Given information -
* * *

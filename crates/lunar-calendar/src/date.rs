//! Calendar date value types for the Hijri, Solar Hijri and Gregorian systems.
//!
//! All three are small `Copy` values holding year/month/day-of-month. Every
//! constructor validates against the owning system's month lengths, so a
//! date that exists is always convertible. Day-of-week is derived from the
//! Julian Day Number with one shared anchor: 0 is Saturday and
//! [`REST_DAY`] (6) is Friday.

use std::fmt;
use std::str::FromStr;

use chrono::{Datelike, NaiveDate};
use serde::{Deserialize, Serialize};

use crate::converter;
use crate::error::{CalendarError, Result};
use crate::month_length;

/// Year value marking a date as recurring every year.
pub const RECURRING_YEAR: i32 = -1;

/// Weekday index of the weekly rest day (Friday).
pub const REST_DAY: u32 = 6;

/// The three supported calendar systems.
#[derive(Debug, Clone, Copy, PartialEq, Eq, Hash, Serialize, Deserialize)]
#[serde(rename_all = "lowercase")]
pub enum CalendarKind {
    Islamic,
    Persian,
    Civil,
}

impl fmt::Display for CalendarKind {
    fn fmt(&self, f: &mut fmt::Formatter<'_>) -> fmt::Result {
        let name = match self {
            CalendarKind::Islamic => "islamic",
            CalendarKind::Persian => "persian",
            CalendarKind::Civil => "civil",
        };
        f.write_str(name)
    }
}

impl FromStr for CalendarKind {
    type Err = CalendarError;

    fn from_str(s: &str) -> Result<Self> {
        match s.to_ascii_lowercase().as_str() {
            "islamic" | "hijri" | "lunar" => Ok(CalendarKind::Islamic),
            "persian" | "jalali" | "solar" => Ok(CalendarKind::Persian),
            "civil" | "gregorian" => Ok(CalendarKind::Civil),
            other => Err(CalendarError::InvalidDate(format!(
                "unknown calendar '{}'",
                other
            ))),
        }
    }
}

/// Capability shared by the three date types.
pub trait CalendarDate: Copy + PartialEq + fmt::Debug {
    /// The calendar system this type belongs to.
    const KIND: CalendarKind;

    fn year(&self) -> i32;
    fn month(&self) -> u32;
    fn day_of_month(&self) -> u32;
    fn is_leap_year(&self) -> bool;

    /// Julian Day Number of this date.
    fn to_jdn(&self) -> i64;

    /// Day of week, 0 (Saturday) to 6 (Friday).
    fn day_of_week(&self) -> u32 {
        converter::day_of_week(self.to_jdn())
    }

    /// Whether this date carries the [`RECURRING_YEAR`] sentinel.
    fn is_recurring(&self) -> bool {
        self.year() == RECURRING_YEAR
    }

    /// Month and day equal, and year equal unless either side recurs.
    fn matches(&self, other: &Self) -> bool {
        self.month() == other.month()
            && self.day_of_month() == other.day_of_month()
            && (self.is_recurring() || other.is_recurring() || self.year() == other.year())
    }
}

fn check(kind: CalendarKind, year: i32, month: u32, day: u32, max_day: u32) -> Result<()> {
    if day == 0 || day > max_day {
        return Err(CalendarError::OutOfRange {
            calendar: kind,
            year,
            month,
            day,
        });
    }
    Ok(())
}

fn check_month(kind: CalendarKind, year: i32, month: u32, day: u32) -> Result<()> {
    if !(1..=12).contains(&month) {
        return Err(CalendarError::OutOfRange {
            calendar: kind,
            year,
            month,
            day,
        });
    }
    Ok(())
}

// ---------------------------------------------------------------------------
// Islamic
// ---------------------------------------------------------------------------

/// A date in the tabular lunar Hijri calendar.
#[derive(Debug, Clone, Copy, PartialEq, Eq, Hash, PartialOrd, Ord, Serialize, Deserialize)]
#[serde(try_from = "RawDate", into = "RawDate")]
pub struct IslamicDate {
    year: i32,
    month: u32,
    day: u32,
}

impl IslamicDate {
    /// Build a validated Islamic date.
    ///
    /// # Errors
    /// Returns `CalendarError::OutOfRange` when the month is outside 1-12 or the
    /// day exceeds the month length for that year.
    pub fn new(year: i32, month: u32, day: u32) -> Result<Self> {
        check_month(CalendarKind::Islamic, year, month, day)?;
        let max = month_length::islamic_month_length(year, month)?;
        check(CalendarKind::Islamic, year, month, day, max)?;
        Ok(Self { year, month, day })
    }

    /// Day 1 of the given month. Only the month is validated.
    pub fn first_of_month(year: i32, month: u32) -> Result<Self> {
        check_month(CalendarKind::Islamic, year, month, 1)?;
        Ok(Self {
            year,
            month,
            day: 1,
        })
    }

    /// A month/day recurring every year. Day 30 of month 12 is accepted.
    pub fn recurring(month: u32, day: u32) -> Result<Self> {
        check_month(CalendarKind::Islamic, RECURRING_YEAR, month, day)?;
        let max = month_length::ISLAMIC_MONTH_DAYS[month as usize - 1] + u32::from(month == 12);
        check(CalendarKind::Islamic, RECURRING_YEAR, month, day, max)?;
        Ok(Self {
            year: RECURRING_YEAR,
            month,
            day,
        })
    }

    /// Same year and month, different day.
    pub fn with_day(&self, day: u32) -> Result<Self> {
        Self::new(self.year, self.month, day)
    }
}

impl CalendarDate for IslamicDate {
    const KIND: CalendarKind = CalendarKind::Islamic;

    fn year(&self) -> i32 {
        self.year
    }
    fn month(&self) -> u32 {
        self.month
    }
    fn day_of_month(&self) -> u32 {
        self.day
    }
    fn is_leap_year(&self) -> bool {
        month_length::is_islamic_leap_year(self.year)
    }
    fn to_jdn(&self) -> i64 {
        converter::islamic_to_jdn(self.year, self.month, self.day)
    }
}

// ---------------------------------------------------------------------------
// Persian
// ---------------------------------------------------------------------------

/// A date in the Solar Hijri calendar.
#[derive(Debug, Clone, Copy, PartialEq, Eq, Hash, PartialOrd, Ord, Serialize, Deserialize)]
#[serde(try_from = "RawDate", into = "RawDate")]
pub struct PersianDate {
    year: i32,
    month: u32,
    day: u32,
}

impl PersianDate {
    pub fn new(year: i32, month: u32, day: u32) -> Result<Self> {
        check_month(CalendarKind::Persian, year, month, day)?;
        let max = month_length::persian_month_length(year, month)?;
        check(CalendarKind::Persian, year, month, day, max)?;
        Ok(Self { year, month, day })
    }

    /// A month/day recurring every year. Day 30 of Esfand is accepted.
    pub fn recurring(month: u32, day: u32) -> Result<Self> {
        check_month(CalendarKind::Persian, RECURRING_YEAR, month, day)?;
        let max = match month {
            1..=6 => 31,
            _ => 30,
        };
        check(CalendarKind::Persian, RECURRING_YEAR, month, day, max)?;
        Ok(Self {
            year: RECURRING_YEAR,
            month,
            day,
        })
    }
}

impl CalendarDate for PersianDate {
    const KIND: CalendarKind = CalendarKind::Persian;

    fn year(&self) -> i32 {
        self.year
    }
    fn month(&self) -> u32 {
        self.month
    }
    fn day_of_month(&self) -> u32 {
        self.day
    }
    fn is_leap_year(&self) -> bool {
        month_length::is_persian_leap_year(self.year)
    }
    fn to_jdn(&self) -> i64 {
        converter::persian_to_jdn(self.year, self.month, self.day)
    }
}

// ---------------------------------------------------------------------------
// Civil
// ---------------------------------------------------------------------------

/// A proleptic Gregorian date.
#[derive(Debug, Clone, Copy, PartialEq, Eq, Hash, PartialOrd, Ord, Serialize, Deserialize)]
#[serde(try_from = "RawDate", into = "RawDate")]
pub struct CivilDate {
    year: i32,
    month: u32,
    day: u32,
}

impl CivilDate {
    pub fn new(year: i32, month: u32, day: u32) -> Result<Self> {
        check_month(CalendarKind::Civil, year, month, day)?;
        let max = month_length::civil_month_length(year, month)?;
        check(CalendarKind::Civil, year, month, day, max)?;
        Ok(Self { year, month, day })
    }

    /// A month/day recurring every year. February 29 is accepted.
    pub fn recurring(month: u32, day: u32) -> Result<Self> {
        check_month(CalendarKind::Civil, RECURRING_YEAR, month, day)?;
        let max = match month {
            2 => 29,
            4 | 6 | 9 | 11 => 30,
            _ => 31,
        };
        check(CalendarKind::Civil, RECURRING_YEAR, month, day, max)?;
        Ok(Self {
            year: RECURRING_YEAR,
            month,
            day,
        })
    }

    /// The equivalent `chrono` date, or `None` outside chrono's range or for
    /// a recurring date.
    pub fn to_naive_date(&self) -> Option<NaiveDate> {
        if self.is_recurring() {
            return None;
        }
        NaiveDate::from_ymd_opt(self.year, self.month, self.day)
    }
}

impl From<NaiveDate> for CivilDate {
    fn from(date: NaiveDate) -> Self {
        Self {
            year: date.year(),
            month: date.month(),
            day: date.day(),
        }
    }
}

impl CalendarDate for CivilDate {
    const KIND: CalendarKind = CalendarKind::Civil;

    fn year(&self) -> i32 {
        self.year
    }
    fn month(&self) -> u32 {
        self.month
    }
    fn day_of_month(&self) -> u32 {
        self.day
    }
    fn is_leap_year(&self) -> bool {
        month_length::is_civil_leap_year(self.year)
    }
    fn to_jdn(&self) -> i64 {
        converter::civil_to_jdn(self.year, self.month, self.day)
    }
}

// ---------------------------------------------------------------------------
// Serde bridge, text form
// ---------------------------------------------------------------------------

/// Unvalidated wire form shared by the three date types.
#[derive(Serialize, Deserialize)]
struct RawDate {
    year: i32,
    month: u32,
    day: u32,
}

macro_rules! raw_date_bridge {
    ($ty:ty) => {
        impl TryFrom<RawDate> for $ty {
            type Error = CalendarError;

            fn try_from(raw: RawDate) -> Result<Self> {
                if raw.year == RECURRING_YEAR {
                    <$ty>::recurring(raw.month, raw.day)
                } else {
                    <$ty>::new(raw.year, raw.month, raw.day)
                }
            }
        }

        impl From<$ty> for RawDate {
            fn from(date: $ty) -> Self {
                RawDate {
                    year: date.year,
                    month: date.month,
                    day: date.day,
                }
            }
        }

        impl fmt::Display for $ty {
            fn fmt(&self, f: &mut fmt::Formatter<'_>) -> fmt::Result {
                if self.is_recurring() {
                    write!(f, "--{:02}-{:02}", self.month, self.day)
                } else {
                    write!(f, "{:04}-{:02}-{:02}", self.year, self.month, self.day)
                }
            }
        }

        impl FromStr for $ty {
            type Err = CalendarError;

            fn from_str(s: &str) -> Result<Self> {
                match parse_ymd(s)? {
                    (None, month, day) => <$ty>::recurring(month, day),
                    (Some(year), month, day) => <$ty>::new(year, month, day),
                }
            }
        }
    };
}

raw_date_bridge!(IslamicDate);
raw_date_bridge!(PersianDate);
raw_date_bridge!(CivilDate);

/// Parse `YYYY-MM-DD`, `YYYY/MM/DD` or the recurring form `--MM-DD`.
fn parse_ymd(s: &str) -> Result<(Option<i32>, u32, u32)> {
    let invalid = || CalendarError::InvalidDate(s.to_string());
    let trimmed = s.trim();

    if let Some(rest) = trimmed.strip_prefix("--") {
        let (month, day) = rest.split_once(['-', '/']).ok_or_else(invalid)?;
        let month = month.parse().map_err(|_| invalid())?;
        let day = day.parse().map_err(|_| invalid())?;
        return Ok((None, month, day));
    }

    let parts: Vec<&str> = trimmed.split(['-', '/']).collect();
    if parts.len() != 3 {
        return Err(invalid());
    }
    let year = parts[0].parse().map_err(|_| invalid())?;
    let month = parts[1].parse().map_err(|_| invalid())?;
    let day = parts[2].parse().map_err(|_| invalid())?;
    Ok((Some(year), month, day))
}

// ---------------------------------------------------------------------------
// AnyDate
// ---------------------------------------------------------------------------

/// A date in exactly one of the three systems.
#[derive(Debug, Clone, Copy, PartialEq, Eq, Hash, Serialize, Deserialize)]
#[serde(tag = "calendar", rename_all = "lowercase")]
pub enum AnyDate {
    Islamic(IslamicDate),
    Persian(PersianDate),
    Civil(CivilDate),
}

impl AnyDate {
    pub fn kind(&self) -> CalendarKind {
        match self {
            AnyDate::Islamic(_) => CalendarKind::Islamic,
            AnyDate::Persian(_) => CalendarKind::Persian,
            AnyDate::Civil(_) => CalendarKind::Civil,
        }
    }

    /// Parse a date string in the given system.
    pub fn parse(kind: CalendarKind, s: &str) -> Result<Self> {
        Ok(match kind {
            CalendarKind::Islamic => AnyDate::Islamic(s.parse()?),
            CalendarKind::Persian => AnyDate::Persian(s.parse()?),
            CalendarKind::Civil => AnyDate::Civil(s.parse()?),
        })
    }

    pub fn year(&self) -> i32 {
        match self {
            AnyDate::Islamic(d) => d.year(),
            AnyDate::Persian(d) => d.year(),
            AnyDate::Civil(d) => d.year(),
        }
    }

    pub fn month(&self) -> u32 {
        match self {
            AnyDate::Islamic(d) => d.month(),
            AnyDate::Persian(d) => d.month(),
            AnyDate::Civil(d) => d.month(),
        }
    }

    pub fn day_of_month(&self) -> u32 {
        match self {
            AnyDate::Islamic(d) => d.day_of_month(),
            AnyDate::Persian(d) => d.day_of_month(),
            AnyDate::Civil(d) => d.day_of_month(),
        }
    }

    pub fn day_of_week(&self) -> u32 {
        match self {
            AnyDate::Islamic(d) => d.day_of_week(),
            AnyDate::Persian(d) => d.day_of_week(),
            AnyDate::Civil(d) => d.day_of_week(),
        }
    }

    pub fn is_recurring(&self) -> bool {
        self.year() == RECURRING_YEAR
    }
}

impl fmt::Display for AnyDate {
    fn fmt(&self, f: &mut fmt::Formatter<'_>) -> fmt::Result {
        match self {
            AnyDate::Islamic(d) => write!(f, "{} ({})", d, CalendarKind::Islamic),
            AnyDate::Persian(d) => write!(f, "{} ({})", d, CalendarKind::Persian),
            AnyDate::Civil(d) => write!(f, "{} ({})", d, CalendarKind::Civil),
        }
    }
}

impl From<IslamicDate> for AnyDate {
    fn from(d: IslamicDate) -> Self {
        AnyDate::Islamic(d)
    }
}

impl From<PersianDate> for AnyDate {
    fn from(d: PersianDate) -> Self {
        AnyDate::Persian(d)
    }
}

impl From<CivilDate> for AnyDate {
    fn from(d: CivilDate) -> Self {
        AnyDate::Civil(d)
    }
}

* * *

Only those lines of the entries above that run from the line containing "check_month(CalendarKind::Civil, year, month, day)?;" to the line containing "impl From<NaiveDate> for", both included, should be transcribed exactly.

        check_month(CalendarKind::Civil, year, month, day)?;
        let max = month_length::civil_month_length(year, month)?;
        check(CalendarKind::Civil, year, month, day, max)?;
        Ok(Self { year, month, day })
    }

    /// A month/day recurring every year. February 29 is accepted.
    pub fn recurring(month: u32, day: u32) -> Result<Self> {
        check_month(CalendarKind::Civil, RECURRING_YEAR, month, day)?;
        let max = match month {
            2 => 29,
            4 | 6 | 9 | 11 => 30,
            _ => 31,
        };
        check(CalendarKind::Civil, RECURRING_YEAR, month, day, max)?;
        Ok(Self {
            year: RECURRING_YEAR,
            month,
            day,
        })
    }

    /// The equivalent `chrono` date, or `None` outside chrono's range or for
    /// a recurring date.
    pub fn to_naive_date(&self) -> Option<NaiveDate> {
        if self.is_recurring() {
            return None;
        }
        NaiveDate::from_ymd_opt(self.year, self.month, self.day)
    }
}

impl From<NaiveDate> for CivilDate {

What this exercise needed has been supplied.